1. Better performance
2. More generalized model
3. Better interpretability

A) 1 and 3
B) 2 and 3
C) 1 and 2
D) 1, 2 and 3

Answer: C) 1 and 2


2) In AdaBoost, we give more weights to points having been misclassified in previous iterations. Now, if we introduced a limit or cap on the weight that any point can take (for example, say we introduce a restriction that prevents any point’s weight from exceeding a value of 10). Which among the following would be an effect of such a modification?
A) We may observe the performance of the classifier reduce as the number of stagesincrease.
B) It makes the final classifier robust to outliers.
C) It may result in lower overall performance.
D) None of these.

Answer: B, C


These are solutions for NPTEL Introduction To Machine Learning IITKGP ASSIGNMENT 7 Week 7


3) Which among the following are some of the differences between bagging and boosting?

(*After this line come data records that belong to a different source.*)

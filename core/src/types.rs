use core::fmt;
use core::ops::{Add, Sub};
use serde::{Deserialize, Serialize};

/// Frame time in seconds, as supplied by the driver.
pub type Seconds = f32;

/// Point value carried by a scoring event.
pub type Points = i32;

/// Two-dimensional position in board units.
#[derive(Copy, Clone, Debug, Default, PartialEq, Serialize, Deserialize)]
pub struct Vec2 {
    pub x: f32,
    pub y: f32,
}

impl Vec2 {
    pub const ZERO: Self = Self::new(0.0, 0.0);

    pub const fn new(x: f32, y: f32) -> Self {
        Self { x, y }
    }

    pub fn length(self) -> f32 {
        self.x.hypot(self.y)
    }

    pub fn distance(self, other: Self) -> f32 {
        (other - self).length()
    }

    /// Interpolates towards `to`, with `t` clamped to `[0, 1]`.
    pub fn lerp(self, to: Self, t: f32) -> Self {
        let t = t.clamp(0.0, 1.0);
        if t == 1.0 {
            return to;
        }
        Self::new(self.x + (to.x - self.x) * t, self.y + (to.y - self.y) * t)
    }

    pub fn is_finite(self) -> bool {
        self.x.is_finite() && self.y.is_finite()
    }
}

impl Add for Vec2 {
    type Output = Vec2;

    fn add(self, rhs: Self) -> Self::Output {
        Self::new(self.x + rhs.x, self.y + rhs.y)
    }
}

impl Sub for Vec2 {
    type Output = Vec2;

    fn sub(self, rhs: Self) -> Self::Output {
        Self::new(self.x - rhs.x, self.y - rhs.y)
    }
}

impl From<(f32, f32)> for Vec2 {
    fn from((x, y): (f32, f32)) -> Self {
        Self::new(x, y)
    }
}

impl fmt::Display for Vec2 {
    fn fmt(&self, f: &mut fmt::Formatter<'_>) -> fmt::Result {
        write!(f, "({}, {})", self.x, self.y)
    }
}

/// RGBA display color, each channel in `[0, 1]`.
#[derive(Copy, Clone, Debug, PartialEq, Serialize, Deserialize)]
pub struct Color {
    pub r: f32,
    pub g: f32,
    pub b: f32,
    pub a: f32,
}

impl Color {
    pub const RED: Self = Self::rgb(1.0, 0.0, 0.0);
    pub const ORANGE: Self = Self::rgb(1.0, 0.5, 0.0);
    pub const YELLOW: Self = Self::rgb(1.0, 0.92, 0.016);
    pub const GREEN: Self = Self::rgb(0.0, 1.0, 0.0);
    pub const BLUE: Self = Self::rgb(0.0, 0.0, 1.0);
    pub const PURPLE: Self = Self::RED.saturating_add(Self::BLUE);
    pub const WHITE: Self = Self::rgb(1.0, 1.0, 1.0);

    pub const fn rgb(r: f32, g: f32, b: f32) -> Self {
        Self { r, g, b, a: 1.0 }
    }

    /// Channel-wise sum, capped at full intensity.
    pub const fn saturating_add(self, rhs: Self) -> Self {
        Self {
            r: (self.r + rhs.r).min(1.0),
            g: (self.g + rhs.g).min(1.0),
            b: (self.b + rhs.b).min(1.0),
            a: (self.a + rhs.a).min(1.0),
        }
    }
}

impl Add for Color {
    type Output = Color;

    fn add(self, rhs: Self) -> Self::Output {
        self.saturating_add(rhs)
    }
}

impl Default for Color {
    fn default() -> Self {
        Self::WHITE
    }
}
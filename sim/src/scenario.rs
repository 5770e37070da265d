use anyhow::{Context, ensure};
use serde::Deserialize;
use std::path::Path;
use tilepop_core::*;

pub const DEMO: &str = include_str!("../scenarios/demo.toml");

#[derive(Clone, Debug, PartialEq, Deserialize)]
#[serde(default, deny_unknown_fields)]
pub struct Scenario {
    pub piece_config: PieceConfig,
    pub notifiers: usize,
    pub pieces: Vec<PieceSpec>,
    pub actions: Vec<ScheduledAction>,
}

impl Default for Scenario {
    fn default() -> Self {
        Self {
            piece_config: PieceConfig::default(),
            notifiers: 1,
            pieces: Vec::new(),
            actions: Vec::new(),
        }
    }
}

#[derive(Clone, Debug, PartialEq, Deserialize)]
#[serde(deny_unknown_fields)]
pub struct PieceSpec {
    pub kind: PieceKind,
    #[serde(default)]
    pub hardened: bool,
    #[serde(default)]
    pub position: Vec2,
}

#[derive(Clone, Debug, PartialEq, Deserialize)]
#[serde(deny_unknown_fields)]
pub struct ScheduledAction {
    pub at: Seconds,
    #[serde(default)]
    pub piece: Option<usize>,
    pub action: Action,
}

#[derive(Copy, Clone, Debug, PartialEq, Deserialize)]
pub enum Action {
    MoveTo(Vec2),
    SetState(PieceState),
    Award(Points),
}

impl Action {
    const fn needs_piece(self) -> bool {
        !matches!(self, Self::Award(_))
    }
}

impl Scenario {
    pub fn load(path: &Path) -> anyhow::Result<Self> {
        let text = std::fs::read_to_string(path)
            .with_context(|| format!("reading scenario {}", path.display()))?;
        Self::parse(&text).with_context(|| format!("loading scenario {}", path.display()))
    }

    pub fn parse(text: &str) -> anyhow::Result<Self> {
        let mut scenario: Scenario = toml::from_str(text).context("invalid scenario TOML")?;
        scenario.validate()?;
        scenario
            .actions
            .sort_by(|a, b| a.at.total_cmp(&b.at));
        Ok(scenario)
    }

    pub fn validate(&self) -> anyhow::Result<()> {
        ensure!(
            self.piece_config.move_speed.is_finite() && self.piece_config.move_speed > 0.0,
            "move_speed must be positive, got {}",
            self.piece_config.move_speed
        );
        for (index, scheduled) in self.actions.iter().enumerate() {
            ensure!(
                scheduled.at.is_finite() && scheduled.at >= 0.0,
                "action {} has invalid time {}",
                index,
                scheduled.at
            );
            match scheduled.piece {
                Some(piece) => ensure!(
                    piece < self.pieces.len(),
                    "action {} targets piece {} but only {} pieces exist",
                    index,
                    piece,
                    self.pieces.len()
                ),
                None => ensure!(
                    !scheduled.action.needs_piece(),
                    "action {} ({:?}) needs a piece",
                    index,
                    scheduled.action
                ),
            }
        }
        Ok(())
    }

    /// Time of the last scheduled action, zero for an empty schedule.
    pub fn last_action_at(&self) -> Seconds {
        self.actions
            .iter()
            .map(|scheduled| scheduled.at)
            .fold(0.0, f32::max)
    }
}
use core::num::Saturating;

use crate::*;

/// Anything that announces awarded points to observers.
pub trait ScoreSource {
    /// Registers `handler` for every future points award. The handler stays
    /// registered for as long as the returned [`Subscription`] lives.
    #[must_use = "dropping the subscription unsubscribes immediately"]
    fn subscribe_points(&self, handler: Box<dyn FnMut(Points)>) -> Subscription;
}

/// Score authority for one board.
///
/// Match detection happens elsewhere; whoever resolves a match calls
/// [`Board::award_points`], which updates the running score and notifies
/// every subscriber synchronously.
#[derive(Debug, Default)]
pub struct Board {
    score: Saturating<i64>,
    awards: u32,
    points_awarded: EventBus<Points>,
}

impl Board {
    pub fn new() -> Self {
        Self::default()
    }

    pub fn score(&self) -> i64 {
        self.score.0
    }

    pub fn awards(&self) -> u32 {
        self.awards
    }

    pub fn subscriber_count(&self) -> usize {
        self.points_awarded.subscriber_count()
    }

    /// Returns how many subscribers were notified.
    pub fn award_points(&mut self, points: Points) -> usize {
        self.score += i64::from(points);
        self.awards = self.awards.saturating_add(1);
        let notified = self.points_awarded.emit(points);
        log::debug!(
            "awarded {} points (score {}), notified {} subscribers",
            points,
            self.score.0,
            notified
        );
        notified
    }
}

impl ScoreSource for Board {
    fn subscribe_points(&self, handler: Box<dyn FnMut(Points)>) -> Subscription {
        self.points_awarded.subscribe(handler)
    }
}
use core::fmt;
use serde::{Deserialize, Serialize};
use std::cell::{Ref, RefCell};
use std::rc::Rc;

use crate::*;

/// Presentation commands a notifier can trigger.
#[derive(Copy, Clone, Debug, PartialEq, Eq, Hash, Serialize, Deserialize)]
pub enum Cue {
    MatchMade,
}

/// Floating score text: a label and a one-shot animation.
pub trait ScorePresenter {
    fn play_cue(&mut self, cue: Cue);
    fn set_label(&mut self, text: &str);
}

pub fn points_label(points: Points) -> String {
    format!("+{}", points)
}

/// Wiring for a [`ScoreNotifier`]; the board is required.
pub struct ScoreNotifierBuilder<'a, P> {
    board: Option<&'a dyn ScoreSource>,
    presenter: P,
}

impl<'a, P: ScorePresenter + 'static> ScoreNotifierBuilder<'a, P> {
    pub fn new(presenter: P) -> Self {
        Self {
            board: None,
            presenter,
        }
    }

    pub fn board(mut self, board: &'a dyn ScoreSource) -> Self {
        self.board = Some(board);
        self
    }

    /// Subscribes to the board. Fails before touching any board when none
    /// was assigned.
    pub fn build(self) -> core::result::Result<ScoreNotifier<P>, ConfigError> {
        let Some(board) = self.board else {
            log::error!("score notifier has no board assigned");
            return Err(ConfigError::MissingCollaborator("board"));
        };

        let presenter = Rc::new(RefCell::new(self.presenter));
        let subscription = board.subscribe_points(Box::new({
            let presenter = Rc::clone(&presenter);
            move |points| match presenter.try_borrow_mut() {
                Ok(mut presenter) => present_points(&mut *presenter, points),
                Err(_) => log::warn!("score presenter busy, dropped +{} popup", points),
            }
        }));
        log::debug!("score notifier attached as {:?}", subscription.id());

        Ok(ScoreNotifier {
            presenter,
            subscription,
        })
    }
}

fn present_points(presenter: &mut impl ScorePresenter, points: Points) {
    presenter.play_cue(Cue::MatchMade);
    presenter.set_label(&points_label(points));
}

/// Observer that turns every points award into a score popup.
///
/// Dropping the notifier unsubscribes it from the board.
pub struct ScoreNotifier<P> {
    presenter: Rc<RefCell<P>>,
    subscription: Subscription,
}

impl<P: ScorePresenter + 'static> ScoreNotifier<P> {
    pub fn builder<'a>(presenter: P) -> ScoreNotifierBuilder<'a, P> {
        ScoreNotifierBuilder::new(presenter)
    }

    /// Awards arriving while the returned borrow is held are not shown.
    pub fn presenter(&self) -> Ref<'_, P> {
        self.presenter.borrow()
    }

    pub fn is_attached(&self) -> bool {
        self.subscription.is_attached()
    }

    /// Stops listening and hands the presenter back.
    pub fn detach(self) -> Rc<RefCell<P>> {
        let Self {
            presenter,
            subscription,
        } = self;
        subscription.detach();
        presenter
    }
}

impl<P: fmt::Debug> fmt::Debug for ScoreNotifier<P> {
    fn fmt(&self, f: &mut fmt::Formatter<'_>) -> fmt::Result {
        f.debug_struct("ScoreNotifier")
            .field("presenter", &self.presenter)
            .field("subscription", &self.subscription)
            .finish()
    }
}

These are solutions for NPTEL Introduction To Machine Learning IITKGP ASSIGNMENT 7 Week 7


A) In bagging we use the same classification algorithm for training on each sample of the data, whereas in boosting, we use different classification algorithms on the different training data samples.
B) Bagging is easy to parallelize whereas boosting is inherently a sequential process.
C) In bagging we typically use sampling with replacement whereas in boosting, we typically use weighted sampling techniques.
D) In comparison with the performance of a base classifier on a particular dataset, bagging will generally not increase the error whereas as boosting may leadto an increase in the error.

Answer: B, C, D


4) What is the VC-dimension of the class of sphere in a 3-dimensional plane?
A) 3
B) 4
C) 5
D) 6

Answer: A


These are solutions for NPTEL Introduction To Machine Learning IITKGP ASSIGNMENT 7 Week 7


5) Considering the AdaBoost algorithm, which among the following statements is true?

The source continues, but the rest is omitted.